I have a slate call made by primos and the striker that came with the call is terrible! What is the best kind of striker to buy for a slate call?


----------



## Sasha and Abby (May 11, 2004)

If I have a slate/alum/glass call that I really like, I will take it in a Cabelas and go through every striker they have until I find one that sounds like I want it to. You may have a hickory that sounds good on one side of the call and an diamondwood that sounds good somewhere else. Just experiment...


----------



## younghunter (Dec 17, 2006)

i made five or six diff. kinds in wood shop on lathe works best for my calls is the hickory and cherry.... cherry kinda surprised my on of well t works for the purrs ill carry few of them casue each work diff. on purrs and clucks etc. just exsperiment...


----------



## tb (Jul 26, 2002)

It might be the call. You will find a huge selection of friction calls and strikers on ebay, some at very reasonable cost. You might also want to check out the forums at www.customcalls.com


----------



## pheasantfanatic (Jan 20, 2007)

My brother got a Primos slate and the striker was really bad on it too. I tried my Knight & Hale striker on it and it was the best sounding slate I have ever used. It is a hickory striker. You might try that.


----------



## Chuck Smith (Feb 22, 2005)

Here is the thing. Every striker has a different pitch and tone to it. I carry a bunch strikers with me. Carbon, Cherry, Rosewood, hickory, Plastic (comes with the call), Plastic with carbon tip, and a Hickory with a carbon tip.

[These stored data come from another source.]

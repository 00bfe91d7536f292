//! The capability every procedural variant provides to the frame driver.

use glam::{Vec2, Vec3};

use crate::{mandelbrot::Mandelbrot, screen::Size, terrain::Terrain};

/**
A per-pixel procedural program.

Implementations must be pure: the colour depends only on the arguments, so
pixels can be evaluated in any order and on any thread. `viewport` is never
empty when called from [`crate::frame::render_frame`].
*/
pub trait PixelShader: Sync {
    /// Colour of the fragment at `frag_coord` (pixel center, origin bottom-left),
    /// each channel in `[0, 1]`.
    fn evaluate_pixel(&self, frag_coord: Vec2, viewport: Size, time: f32) -> Vec3;
}

#[derive(clap::ValueEnum, Clone, Copy, Debug, PartialEq, Eq)]
pub enum Variant {
    /// Ray-marched fractal terrain with fog.
    Terrain,
    /// Mandelbrot set with a rotating hue.
    Mandelbrot,
}

impl Variant {
    pub fn shader(self) -> Box<dyn PixelShader> {
        match self {
            Variant::Terrain => Box::new(Terrain),
            Variant::Mandelbrot => Box::new(Mandelbrot),
        }
    }

    /// Render-scale divisor used when none is given. Ray marching costs far
    /// more per pixel than the escape loop, so terrain renders coarser.
    pub fn default_scale(self) -> u32 {
        match self {
            Variant::Terrain => 4,
            Variant::Mandelbrot => 2,
        }
    }
}
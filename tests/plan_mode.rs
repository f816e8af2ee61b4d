mod fixture;

use std::fs;

use agent_runtime::RuntimeEvent;
use agent_runtime_mock::{MockCall, ToolSource};
use assert_matches::assert_matches;
use fixture::Harness;
use pretty_assertions::assert_eq;
use serde_json::json;
use session_orchestrator::{OrchestratorError, SessionMode, ToolPolicy, UiEvent};

const OVERRIDDEN_BUILTINS: &[&str] = &["bash", "edit", "create", "task"];

#[tokio::test]
async fn plan_sessions_never_reach_raw_builtins_whatever_the_work_policy() {
    let policies = [
        ToolPolicy::AllowAll,
        ToolPolicy::Explicit {
            allowed: None,
            denied: vec!["view".to_string()],
        },
        ToolPolicy::Explicit {
            allowed: Some(vec!["bash".to_string(), "edit".to_string()]),
            denied: Vec::new(),
        },
    ];

    for policy in policies {
        let mut harness = Harness::with_config(|config| config.tool_policy = policy.clone());
        harness.start().await;
        harness.controller.enter_plan_mode().await.expect("plan mode");

        let tools = harness.runtime.effective_tools(&harness.plan_id());
        for name in OVERRIDDEN_BUILTINS {
            let tool = tools
                .iter()
                .find(|tool| tool.name == *name)
                .unwrap_or_else(|| panic!("{name} missing under {policy:?}"));
            assert_eq!(tool.source, ToolSource::Host, "{name} under {policy:?}");
        }
        assert!(tools
            .iter()
            .all(|tool| tool.source == ToolSource::Host
                || ["view", "grep", "glob", "web_fetch"].contains(&tool.name.as_str())));
    }
}

#[tokio::test]
async fn entering_plan_mode_creates_a_restricted_session_in_front() {
    let mut harness = Harness::with_config(|config| {
        config.plan_model = Some("claude-haiku-4.5".to_string());
    });
    harness.start().await;

    let plan_path = harness.controller.enter_plan_mode().await.expect("plan mode");
    let plan = harness.controller.plan_session().expect("plan").clone();

    assert_eq!(plan.model, "claude-haiku-4.5");
    assert_eq!(plan.plan_path.as_deref(), Some(plan_path.as_path()));
    assert!(plan_path.starts_with(harness.root()));
    assert_eq!(harness.controller.foreground(), SessionMode::Plan);

    let view = harness.runtime.session(&plan.session_id).expect("plan view");
    let system_message = view.system_message.expect("system message");
    assert!(system_message.contains(&plan_path.display().to_string()));

    let ui = harness.ui();
    assert!(ui.contains(&UiEvent::PlanModeEnabled {
        plan_session_id: plan.session_id.clone(),
        plan_path: plan_path.clone(),
    }));
    assert_eq!(
        ui.last(),
        Some(&UiEvent::ForegroundChanged {
            mode: SessionMode::Plan
        })
    );

    assert_matches!(
        harness.controller.enter_plan_mode().await,
        Err(OrchestratorError::PlanSessionActive)
    );
    assert_eq!(harness.runtime.live_session_ids().len(), 2);
}

#[tokio::test]
async fn plan_sessions_are_not_persisted_for_auto_resume() {
    let mut harness = Harness::persistent();
    harness.start().await;
    let work_id = harness.work_id();
    harness.controller.enter_plan_mode().await.expect("plan mode");

    assert_eq!(
        session_store::latest_session_id(harness.root()).expect("lookup"),
        Some(work_id)
    );
}

#[tokio::test]
async fn mutating_shell_commands_are_denied_and_read_only_ones_run() {
    let mut harness = Harness::started().await;
    harness.controller.enter_plan_mode().await.expect("plan mode");
    let plan_id = harness.plan_id();

    let denied = harness
        .runtime
        .invoke_tool(&plan_id, "call-1", "bash", json!({ "command": "git commit -m wip" }))
        .await
        .expect("invoke");
    assert!(denied.is_denied(), "{denied:?}");

    let source = harness.path("main.rs");
    fs::write(&source, "fn main() {}").expect("seed");
    for (call_id, command) in [
        ("call-3", "git diff --output=main.rs"),
        ("call-4", "rg --pre rm x ."),
        ("call-5", "git branch evil-branch"),
    ] {
        let writer = harness
            .runtime
            .invoke_tool(&plan_id, call_id, "bash", json!({ "command": command }))
            .await
            .expect("invoke");
        assert!(writer.is_denied(), "{command}: {writer:?}");
    }
    assert_eq!(fs::read_to_string(&source).expect("read"), "fn main() {}");

    let allowed = harness
        .runtime
        .invoke_tool(&plan_id, "call-2", "bash", json!({ "command": "git status" }))
        .await
        .expect("invoke");
    assert!(!allowed.is_denied(), "{allowed:?}");

    assert!(harness
        .calls_matching(|call| matches!(call, MockCall::BuiltinTool { .. }))
        .is_empty());
}

#[tokio::test]
async fn edits_outside_the_plan_document_are_denied() {
    let mut harness = Harness::started().await;
    harness.controller.enter_plan_mode().await.expect("plan mode");
    let source = harness.path("main.rs");
    fs::write(&source, "fn main() {}").expect("seed");

    let result = harness
        .runtime
        .invoke_tool(
            &harness.plan_id(),
            "call-1",
            "edit",
            json!({ "path": "main.rs", "old_str": "main", "new_str": "start" }),
        )
        .await
        .expect("invoke");

    assert!(result.is_denied());
    assert_eq!(fs::read_to_string(&source).expect("read"), "fn main() {}");
}

#[tokio::test]
async fn plan_updates_flow_through_the_snapshot_pipeline() {
    let mut harness = Harness::started().await;
    let plan_path = harness.controller.enter_plan_mode().await.expect("plan mode");
    let plan_id = harness.plan_id();
    harness.ui();

    for (call_id, content) in [("call-1", "A"), ("call-2", "B")] {
        let result = harness
            .runtime
            .invoke_tool(&plan_id, call_id, "update_work_plan", json!({ "content": content }))
            .await
            .expect("invoke");
        assert!(result.is_success(), "{result:?}");
    }
    harness.pump();

    let ready: Vec<String> = harness
        .ui()
        .into_iter()
        .filter_map(|event| match event {
            UiEvent::DiffReady { call_id, path, .. } => {
                assert_eq!(path, plan_path);
                Some(call_id)
            }
            _ => None,
        })
        .collect();
    assert_eq!(ready, vec!["call-1".to_string(), "call-2".to_string()]);

    let second = harness
        .controller
        .take_diff("call-2")
        .expect("diff")
        .expect("correlated");
    assert_eq!(second.before, "A");
    assert_eq!(second.after, "B");
    assert_eq!(fs::read_to_string(&plan_path).expect("plan"), "B");
}

#[tokio::test]
async fn edit_overrides_write_the_plan_document() {
    let mut harness = Harness::started().await;
    let plan_path = harness.controller.enter_plan_mode().await.expect("plan mode");
    let plan_id = harness.plan_id();
    let raw = plan_path.display().to_string();

    harness
        .runtime
        .invoke_tool(
            &plan_id,
            "call-1",
            "create",
            json!({ "path": raw, "file_text": "1. parse\n2. test\n" }),
        )
        .await
        .expect("create");
    harness
        .runtime
        .invoke_tool(
            &plan_id,
            "call-2",
            "edit",
            json!({ "path": raw, "old_str": "2. test", "new_str": "2. test\n3. ship" }),
        )
        .await
        .expect("edit");
    harness.pump();

    let diff = harness
        .controller
        .take_diff("call-2")
        .expect("diff")
        .expect("correlated");
    assert_eq!(diff.before, "1. parse\n2. test\n");
    assert_eq!(diff.after, "1. parse\n2. test\n3. ship\n");
}

#[tokio::test]
async fn exploration_dispatch_runs_a_subagent_for_the_plan_session() {
    let mut harness = Harness::started().await;
    harness.controller.enter_plan_mode().await.expect("plan mode");
    let plan_id = harness.plan_id();

    let result = harness
        .runtime
        .invoke_tool(
            &plan_id,
            "call-1",
            "task",
            json!({ "agent_type": "explore", "prompt": "map the parser" }),
        )
        .await
        .expect("invoke");
    assert!(result.is_success());

    let refused = harness
        .runtime
        .invoke_tool(
            &plan_id,
            "call-2",
            "task",
            json!({ "agent_type": "general", "prompt": "rewrite it" }),
        )
        .await
        .expect("invoke");
    assert!(refused.is_denied());

    let dispatched = harness.calls_matching(|call| matches!(call, MockCall::RunSubagent { .. }));
    assert_eq!(dispatched.len(), 1);
}

#[tokio::test]
async fn present_plan_announces_the_document() {
    let mut harness = Harness::started().await;
    let plan_path = harness.controller.enter_plan_mode().await.expect("plan mode");
    harness.ui();

    harness
        .runtime
        .invoke_tool(
            &harness.plan_id(),
            "call-1",
            "present_plan",
            json!({ "summary": "three steps" }),
        )
        .await
        .expect("invoke");

    assert!(harness.ui().contains(&UiEvent::PlanReady {
        summary: Some("three steps".to_string()),
        plan_path,
    }));
}

#[tokio::test]
async fn accepting_destroys_the_plan_session_and_hands_over_the_plan() {
    let mut harness = Harness::started().await;
    let work_id = harness.work_id();
    let plan_path = harness.controller.enter_plan_mode().await.expect("plan mode");
    let plan_id = harness.plan_id();

    harness.controller.accept_plan().await.expect("accept");

    let destroyed = harness.calls_matching(|call| matches!(call, MockCall::DestroySession { .. }));
    assert_eq!(
        destroyed,
        vec![MockCall::DestroySession {
            session_id: plan_id
        }]
    );
    assert_eq!(harness.runtime.live_session_ids(), vec![work_id.clone()]);
    assert_eq!(harness.controller.foreground(), SessionMode::Work);
    assert!(harness.controller.plan_session().is_none());

    let messages = harness.messages_of(&work_id);
    assert_eq!(messages.len(), 1);
    assert!(messages[0].contains(&plan_path.display().to_string()));
    assert!(harness
        .ui()
        .contains(&UiEvent::PlanModeDisabled { accepted: true }));
}

#[tokio::test]
async fn rejecting_leaves_the_work_session_untouched() {
    let mut harness = Harness::started().await;
    let work_id = harness.work_id();
    harness.controller.send_message("earlier").await.expect("send");
    harness.emit(SessionMode::Work, RuntimeEvent::SessionIdle);
    harness.pump();

    harness.controller.enter_plan_mode().await.expect("plan mode");
    let plan_id = harness.plan_id();
    harness.controller.send_message("draft a plan").await.expect("send");
    harness.controller.reject_plan().await.expect("reject");

    assert_eq!(harness.messages_of(&work_id), vec!["earlier"]);
    assert!(harness.runtime.session(&plan_id).is_none());
    assert_eq!(harness.controller.foreground(), SessionMode::Work);

    // Late output of the destroyed plan session is ignored.
    harness.ui();
    harness.runtime.emit(
        &plan_id,
        RuntimeEvent::Message {
            message_id: "m-1".to_string(),
            content: "plan draft".to_string(),
        },
    );
    harness.pump();
    assert_eq!(harness.ui(), Vec::new());
}

#[tokio::test]
async fn foreground_switches_keep_both_sessions_alive() {
    let mut harness = Harness::started().await;
    harness.controller.enter_plan_mode().await.expect("plan mode");
    let work_id = harness.work_id();
    let plan_id = harness.plan_id();

    harness
        .controller
        .switch_foreground(SessionMode::Work)
        .expect("switch");
    harness.controller.send_message("to work").await.expect("send");
    harness
        .controller
        .switch_foreground(SessionMode::Plan)
        .expect("switch");
    harness.controller.send_message("to plan").await.expect("send");

    assert_eq!(harness.messages_of(&work_id), vec!["to work"]);
    assert_eq!(harness.messages_of(&plan_id), vec!["to plan"]);
}

#[tokio::test]
async fn plan_actions_without_a_plan_session_fail() {
    let mut harness = Harness::started().await;

    assert_matches!(
        harness.controller.accept_plan().await,
        Err(OrchestratorError::NoPlanSession)
    );
    assert_matches!(
        harness.controller.reject_plan().await,
        Err(OrchestratorError::NoPlanSession)
    );
    assert_matches!(
        harness.controller.switch_foreground(SessionMode::Plan),
        Err(OrchestratorError::NoPlanSession)
    );
}
use async_trait::async_trait;
use serde::{Deserialize, Serialize};
use serde_json::Value;

/// Host-provided tool definition handed to the runtime at session creation.
#[derive(Debug, Clone, PartialEq, Serialize, Deserialize)]
pub struct ToolDefinition {
    pub name: String,
    pub description: Option<String>,
    pub input_schema: Value,
}

/// Runtime request envelope for one host tool invocation.
#[derive(Debug, Clone, PartialEq)]
pub struct ToolCallRequest {
    pub session_id: String,
    pub call_id: String,
    pub tool_name: String,
    pub arguments: Value,
}

/// How a tool invocation ended.
///
/// `Denied` is a designed rejection: the call was understood and refused by
/// policy, so the agent can adapt instead of treating it as a crash.
#[derive(Debug, Clone, Copy, PartialEq, Eq, Serialize, Deserialize)]
#[serde(rename_all = "snake_case")]
pub enum ToolResultType {
    Success,
    Failure,
    Denied,
}

/// Host tool result returned back to the runtime.
#[derive(Debug, Clone, PartialEq)]
pub struct ToolResult {
    pub call_id: String,
    pub tool_name: String,
    pub result_type: ToolResultType,
    pub content: Value,
}

impl ToolResult {
    #[must_use]
    pub fn success(
        call_id: impl Into<String>,
        tool_name: impl Into<String>,
        content: impl Into<Value>,
    ) -> Self {
        Self::with_type(call_id, tool_name, ToolResultType::Success, content)
    }

    #[must_use]
    pub fn failure(
        call_id: impl Into<String>,
        tool_name: impl Into<String>,
        content: impl Into<Value>,
    ) -> Self {
        Self::with_type(call_id, tool_name, ToolResultType::Failure, content)
    }

    /// Constructs a policy rejection carrying a human-readable reason.
    #[must_use]
    pub fn denied(
        call_id: impl Into<String>,
        tool_name: impl Into<String>,
        reason: impl Into<String>,
    ) -> Self {
        Self::with_type(
            call_id,
            tool_name,
            ToolResultType::Denied,
            Value::String(reason.into()),
        )
    }

    fn with_type(
        call_id: impl Into<String>,
        tool_name: impl Into<String>,
        result_type: ToolResultType,
        content: impl Into<Value>,
    ) -> Self {
        Self {
            call_id: call_id.into(),
            tool_name: tool_name.into(),
            result_type,
            content: content.into(),
        }
    }

    #[must_use]
    pub fn is_success(&self) -> bool {
        self.result_type == ToolResultType::Success
    }

    #[must_use]
    pub fn is_denied(&self) -> bool {
        self.result_type == ToolResultType::Denied
    }

    /// Returns textual content, or the JSON rendering for structured content.
    #[must_use]
    pub fn content_text(&self) -> String {
        match &self.content {
            Value::String(text) => text.clone(),
            other => other.to_string(),
        }
    }
}

/// Executes host tools the runtime was told about at session creation.
///
/// The runtime calls this for every tool name present in the session's
/// custom definitions; those names shadow built-ins of the same name.
#[async_trait]
pub trait ToolHandler: Send + Sync {
    /// Names of the tools this handler serves.
    fn tool_names(&self) -> Vec<String>;

    async fn invoke(&self, call: ToolCallRequest) -> ToolResult;
}

/// Host callback the runtime awaits before it executes any tool.
///
/// Nothing about the call has happened yet when the hook runs, so state read
/// here reflects the workspace exactly as the tool will find it.
#[async_trait]
pub trait PreToolUseHook: Send + Sync {
    async fn before_tool_use(&self, call: &ToolCallRequest);
}

#[cfg(test)]
mod tests {
    use serde_json::json;

    use super::{ToolResult, ToolResultType};

    #[test]
    fn constructors_set_result_type_and_content() {
        let ok = ToolResult::success("call-1", "view", json!({"lines": 3}));
        assert!(ok.is_success());
        assert_eq!(ok.content, json!({"lines": 3}));

        let failed = ToolResult::failure("call-2", "bash", "exit_code=1");
        assert_eq!(failed.result_type, ToolResultType::Failure);
        assert_eq!(failed.content_text(), "exit_code=1");

        let denied = ToolResult::denied("call-3", "edit", "only the plan file may be edited");
        assert!(denied.is_denied());
        assert!(!denied.is_success());
        assert_eq!(denied.content_text(), "only the plan file may be edited");
    }

    #[test]
    fn content_text_renders_structured_content_as_json() {
        let result = ToolResult::success("call-4", "grep", json!(["a.rs", "b.rs"]));
        assert_eq!(result.content_text(), r#"["a.rs","b.rs"]"#);
    }
}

But like others have mentioned just go to a store and try them out. HS sells a three pack of strikers. That would be a good start.


----------



## iwantabuggy (Feb 15, 2005)

gardenst8hunter said:


> I have a slate call made by primos and the striker that came with the call is terrible! What is the best kind of striker to buy for a slate call?


Who says it is terrible? You or the turkeys? I choose to try and sound a little different. I think different works better....... Different does not mean "terrible". Before I considered it "terrible" I'd go out and give it some field use and see what the turkeys think about it. :2cents: oke:


----------